A era da caridade vulgar
A discrição está entre as bases da virtude para o imperador romano Marco Aurélio. Numa época dominada pelas redes sociais, isso parece cada vez mais distante
A discrição está, junto com a prudência, entre as bases da virtude para Marco Aurélio. O imperador romano diz, em suas Meditações, que o bem deve ser feito “com discrição e gravidade, para que outros também possam ser persuadidos e atraídos para o exemplo semelhante, mas sem qualquer ruído e exclamações apaixonadas”. Numa época dominada pelas redes sociais, isso parece cada vez mais distante.
A enchente no Rio Grande do Sul trouxe a questão à tona de uma forma inédita. É a maior tragédia com que o Brasil se defronta desde que se consolidou a ruidosa atividade de influenciador digital. Se essas pessoas vivem de exibir tudo o que fazem, bem roteirizado ou não, por que iriam esconder uma ação pela qual merecem aplausos?
Concluiu-se desse raciocínio, em defesa de Pedros Scoobys, Neymares e Felipes Netos, que é melhor fazer o bem e expô-lo em vídeos e postagens do que não fazer nada. Se a escolha for apenas entre essas duas opções, faz sentido. Mas há um terceiro caminho, que se tornou ainda mais virtuoso diante da tentação de ganhar alguns likes (e algum dinheiro): ajudar sem fazer a autopromoção.
Fiz algo caridoso?
“Fiz algo caridoso? Então sou beneficiado por isso. Veja que isso, em todas as ocasiões, pode se apresentar à sua mente e nunca deixe de pensar nisso. Qual é a sua profissão? Ser bom”, ensina Marco Aurélio. No caso da tragédia do Rio Grande do Sul, a virtude de verdade está, portanto, na legião de voluntários anônimos que atuou e, em alguns casos, arriscou-se para ajudar as vítimas.
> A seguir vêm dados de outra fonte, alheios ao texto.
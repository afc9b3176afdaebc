//! Callback interfaces for push consumers

use std::sync::Arc;

use crate::error::StreamError;
use crate::reactive::BoxDisposable;

/// Receives the events of one `Observable` subscription.
///
/// Calls are serialized: `on_subscribe` first, then any number of `on_next`,
/// then at most one of `on_error` / `on_complete`.
pub trait Observer<T>: Send {
    fn on_subscribe(&mut self, handle: BoxDisposable);
    fn on_next(&mut self, item: T);
    fn on_error(&mut self, err: StreamError);
    fn on_complete(&mut self);
}

pub type BoxObserver<T> = Box<dyn Observer<T>>;

/// Demand channel handed to a `Subscriber`
pub trait Subscription: Send + Sync {
    /// Allow `n` more items. `0` is a protocol violation and fails the
    /// subscription.
    fn request(&self, n: u64);
    fn cancel(&self);
}

/// Receives the events of one `Publisher` subscription. Items only arrive
/// against outstanding `request`s.
pub trait Subscriber<T>: Send {
    fn on_subscribe(&mut self, subscription: Arc<dyn Subscription>);
    fn on_next(&mut self, item: T);
    fn on_error(&mut self, err: StreamError);
    fn on_complete(&mut self);
}

pub type BoxSubscriber<T> = Box<dyn Subscriber<T>>;

/// Event sink shared by observers and subscribers once subscribed
pub trait Downstream<T>: Send {
    fn next(&mut self, item: T);
    fn error(&mut self, err: StreamError);
    fn complete(&mut self);
}

impl<T> Downstream<T> for BoxObserver<T> {
    fn next(&mut self, item: T) {
        self.on_next(item)
    }

    fn error(&mut self, err: StreamError) {
        self.on_error(err)
    }

    fn complete(&mut self) {
        self.on_complete()
    }
}

impl<T> Downstream<T> for BoxSubscriber<T> {
    fn next(&mut self, item: T) {
        self.on_next(item)
    }

    fn error(&mut self, err: StreamError) {
        self.on_error(err)
    }

    fn complete(&mut self) {
        self.on_complete()
    }
}
//! Push sources and the creation primitive

use std::panic::{catch_unwind, AssertUnwindSafe};
use std::sync::Arc;

use crate::error::StreamError;
use crate::reactive::{BoxObserver, BoxSubscriber, Emitter};
use crate::terminal::UndeliverablePolicy;

/// A push source that delivers `on_next*` followed by one terminal event to
/// each observer that subscribes.
pub trait Observable<T>: Send + Sync {
    fn subscribe(&self, observer: BoxObserver<T>);
}

pub type ObservableRef<T> = Arc<dyn Observable<T>>;

impl<T, O: Observable<T> + ?Sized> Observable<T> for Arc<O> {
    fn subscribe(&self, observer: BoxObserver<T>) {
        (**self).subscribe(observer)
    }
}

/// A push source that honours subscriber demand
pub trait Publisher<T>: Send + Sync {
    fn subscribe(&self, subscriber: BoxSubscriber<T>);
}

impl<T, P: Publisher<T> + ?Sized> Publisher<T> for Arc<P> {
    fn subscribe(&self, subscriber: BoxSubscriber<T>) {
        (**self).subscribe(subscriber)
    }
}

/// Observable built from an emitter callback, see [`create`]
pub struct Create<F> {
    on_subscribe: F,
    undeliverable: UndeliverablePolicy,
}

impl<F> Create<F> {
    /// Route errors emitted after termination through `policy`.
    pub fn with_undeliverable(mut self, policy: UndeliverablePolicy) -> Self {
        self.undeliverable = policy;
        self
    }
}

/// Create an observable whose subscriptions are driven by `f`.
///
/// `f` runs once per subscriber, after the observer has received its handle.
/// A panic inside `f` is delivered as `StreamError::Panicked`.
///
/// # Examples
/// ```
/// use rs2_bridge::reactive::{create, Observable, TestObserver};
///
/// let source = create(|emitter| {
///     emitter.on_next(1);
///     emitter.on_next(2);
///     emitter.on_complete();
/// });
///
/// let observer = TestObserver::new();
/// source.subscribe(observer.observer());
/// assert_eq!(observer.values(), vec![1, 2]);
/// assert_eq!(observer.completions(), 1);
/// ```
pub fn create<T, F>(f: F) -> Create<F>
where
    T: Send + 'static,
    F: Fn(Emitter<T>) + Send + Sync,
{
    Create {
        on_subscribe: f,
        undeliverable: UndeliverablePolicy::default(),
    }
}

impl<T, F> Observable<T> for Create<F>
where
    T: Send + 'static,
    F: Fn(Emitter<T>) + Send + Sync,
{
    fn subscribe(&self, observer: BoxObserver<T>) {
        let emitter = Emitter::attach(observer, self.undeliverable.clone());
        let driven = emitter.clone();
        if let Err(payload) = catch_unwind(AssertUnwindSafe(|| (self.on_subscribe)(driven))) {
            emitter.on_error(StreamError::from_panic(payload));
        }
    }
}

/// Emit every item of `items`, then complete. Each subscriber replays them.
pub fn from_iter<T>(items: Vec<T>) -> impl Observable<T>
where
    T: Clone + Send + Sync + 'static,
{
    create(move |emitter: Emitter<T>| {
        for item in items.iter().cloned() {
            if emitter.is_disposed() {
                return;
            }
            emitter.on_next(item);
        }
        emitter.on_complete();
    })
}

/// Fail every subscriber with `err`.
pub fn error<T>(err: StreamError) -> impl Observable<T>
where
    T: Send + 'static,
{
    create(move |emitter: Emitter<T>| emitter.on_error(err.clone()))
}

/// Complete every subscriber without items.
pub fn empty<T>() -> impl Observable<T>
where
    T: Send + 'static,
{
    create(|emitter: Emitter<T>| emitter.on_complete())
}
É um comportamento que contrasta com o da primeira-dama Janja (foto), que desde o início da reação federal à tragédia chama mais atenção para si mesma do que para qualquer outra coisa. No seu caso, pode ser que ela de fato tenha ajudado de alguma forma. Adotou um cachorro e incentivou as doações, mas ao custo do desnecessário desgaste político para um governo que já tinha entrado na história com o pé esquerdo.
Agora, tudo o que a primeira-dama faz no Sul está sob escrutínio — e da pior perspectiva possível. Viralizou nas últimas horas um vídeo que sugere que ela encenou o salvamento de um cachorro para as câmeras. Na verdade, Janja estaria apenas brincando com um militar, mas quem vai acreditar nisso depois de tanta pose?
Sem ser vulgar
Do ponto de vista da imagem, até a tão criticada família Bolsonaro se saiu melhor no Rio Grande do Sul do que a mulher de Lula ou a deputada Maria do Rosário (PT-RS), por exemplo, que se notabilizou por circular pela Porto Alegre alagada (tudo filmado e compartilhado) sem nem sequer sujar os tênis.
O vereador Carlos Bolsonaro (PL-RJ) apareceu de capa de chuva em meio à lama e o irmão Eduardo (PL-SP), deputado federal, circulou de moto aquática por casas alagadas. Se for para ficar apenas olhando os voluntários, não há razão para compartilhar em vídeo.
Para os influencers e políticos que desejam alardear virtude sem botar em dúvida a intenção de sua caridade, a dica é não expor as boas ações diretamente, mas dar um jeito de que todo mundo fique sabendo delas por outros caminhos. Ainda estarão longe da virtude real, mas não soarão tão vulgares.